After serving in high-leverage professional roles, including being one of the youngest Communications Directors in the US House of Representatives, Adrien pivoted her career focus to helping clients capture their strength in all areas of life. An accomplished speaker, entrepreneur, corporate wellness educator, menopause expert, and wellness coach, Adrien has proven success in designing and implementing innovative wellness programs. 

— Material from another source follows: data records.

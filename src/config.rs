//! Application configuration
//!
//! Configuration is loaded from multiple sources with the following priority
//! (lowest to highest):
//! 1. `config/default.toml` (version controlled)
//! 2. `config/user.toml` (gitignored, user overrides)
//! 3. Environment variables (`SATBOX_SECTION__KEY`)

use figment::{Figment, providers::{Format, Toml, Env}};
use serde::{Serialize, Deserialize};
use std::path::Path;

/// Main application configuration
#[derive(Debug, Clone, Default, Serialize, Deserialize)]
pub struct AppConfig {
    /// Scene selection
    #[serde(default)]
    pub scene: SceneConfig,
    /// Physics configuration
    #[serde(default)]
    pub physics: PhysicsSettings,
    /// Harness run configuration
    #[serde(default)]
    pub harness: HarnessConfig,
}

impl AppConfig {
    /// Load configuration from default locations
    ///
    /// Priority (lowest to highest):
    /// 1. `config/default.toml`
    /// 2. `config/user.toml`
    /// 3. Environment variables (`SATBOX_*`)
    pub fn load() -> Result<Self, ConfigError> {
        Self::load_from("config")
    }

    /// Load configuration from a specific config directory
    pub fn load_from<P: AsRef<Path>>(config_dir: P) -> Result<Self, ConfigError> {
        let config_dir = config_dir.as_ref();
        let default_path = config_dir.join("default.toml");
        let user_path = config_dir.join("user.toml");

        let mut figment = Figment::new();

        if default_path.exists() {
            figment = figment.merge(Toml::file(&default_path));
        }

        if user_path.exists() {
            figment = figment.merge(Toml::file(&user_path));
        }

        // Environment variables override everything
        // SATBOX_SCENE__NAME=drop_test -> scene.name = "drop_test"
        figment = figment.merge(Env::prefixed("SATBOX_").split("__"));

        figment.extract().map_err(ConfigError::from)
    }
}

/// Scene selection
#[derive(Debug, Clone, Serialize, Deserialize)]
pub struct SceneConfig {
    /// Name of the test scene to build
    pub name: String,
}

impl Default for SceneConfig {
    fn default() -> Self {
        Self {
            name: "drop_test".to_string(),
        }
    }
}

/// Physics configuration
#[derive(Debug, Clone, Serialize, Deserialize)]
pub struct PhysicsSettings {
    /// Fixed timestep in seconds
    pub timestep: f32,
}

impl Default for PhysicsSettings {
    fn default() -> Self {
        Self {
            timestep: 1.0 / 60.0,
        }
    }
}

impl PhysicsSettings {
    /// Convert to the physics engine's config type
    pub fn to_physics_config(&self) -> satbox_physics::PhysicsConfig {
        satbox_physics::PhysicsConfig::new(self.timestep)
    }
}

/// Harness run configuration
#[derive(Debug, Clone, Serialize, Deserialize)]
pub struct HarnessConfig {
    /// Number of ticks to run
    pub steps: u32,
    /// Start with the simulation paused
    pub start_paused: bool,
    /// Log each tick's contact manifolds
    pub log_contacts: bool,
}

impl Default for HarnessConfig {
    fn default() -> Self {
        Self {
            steps: 240,
            start_paused: false,
            log_contacts: true,
        }
    }
}

/// Configuration error
#[derive(Debug)]
pub struct ConfigError {
    message: String,
}

impl From<figment::Error> for ConfigError {
    fn from(e: figment::Error) -> Self {
        ConfigError {
            message: e.to_string(),
        }
    }
}

impl std::fmt::Display for ConfigError {
    fn fmt(&self, f: &mut std::fmt::Formatter<'_>) -> std::fmt::Result {
        write!(f, "Configuration error: {}", self.message)
    }
}

impl std::error::Error for ConfigError {}
//! Rigid-body simulation core for satbox
//!
//! This crate provides the hard core of the test harness:
//! - Convex hull colliders (vertices, faces, edges) with validated construction
//! - Narrow-phase collision detection (separating axis test + manifold clipping)
//! - Rigid bodies with fixed-timestep integration
//! - The per-tick simulation step over all collider pairs

pub mod body;
pub mod broadphase;
pub mod collider;
pub mod contact;
pub mod hull;
pub mod narrowphase;
pub mod world;

// Re-export commonly used types
pub use body::{BodyKey, RigidBody};
pub use broadphase::{Broadphase, ExhaustivePairs};
pub use collider::{Collider, ColliderKey, CollisionFilter, CollisionLayer, Shape, ShapeKind};
pub use contact::{ContactManifold, ContactPoint};
pub use hull::{ConvexHull, Face, HullError};
pub use narrowphase::detect_collision;
pub use world::{PhysicsConfig, PhysicsWorld, StepStats};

With a Master’s in Public Policy from Georgetown University, Adrien sharpened her professional skills by working with individuals from all walks of life. This unique background allows her to tailor her services for each and every client, with optimization and long-lasting success as the goal. Her effectiveness is rooted in a solid foundation of growth-oriented principles, a proven history of helping clients transform their lives, and a deep level of relatability gained from her personal wellness journey.

Since founding her wellness enterprise, Adrien leverages her fitness and wellness background to guide people from a state of giving up to a place of proactive self-care. Her work extends beyond nutrition and exercise, emphasizing lifestyle and high-impact areas of focus visually represented in her Wellness Wheel. Incorporating strategies in stress resilience, sleep, calendar management, mindfulness, and menopause, she’s helped transform hundreds of lives.

Adrien is living her mission to support clients in shifting their mindsets and helping them leverage small habits that yield lasting results.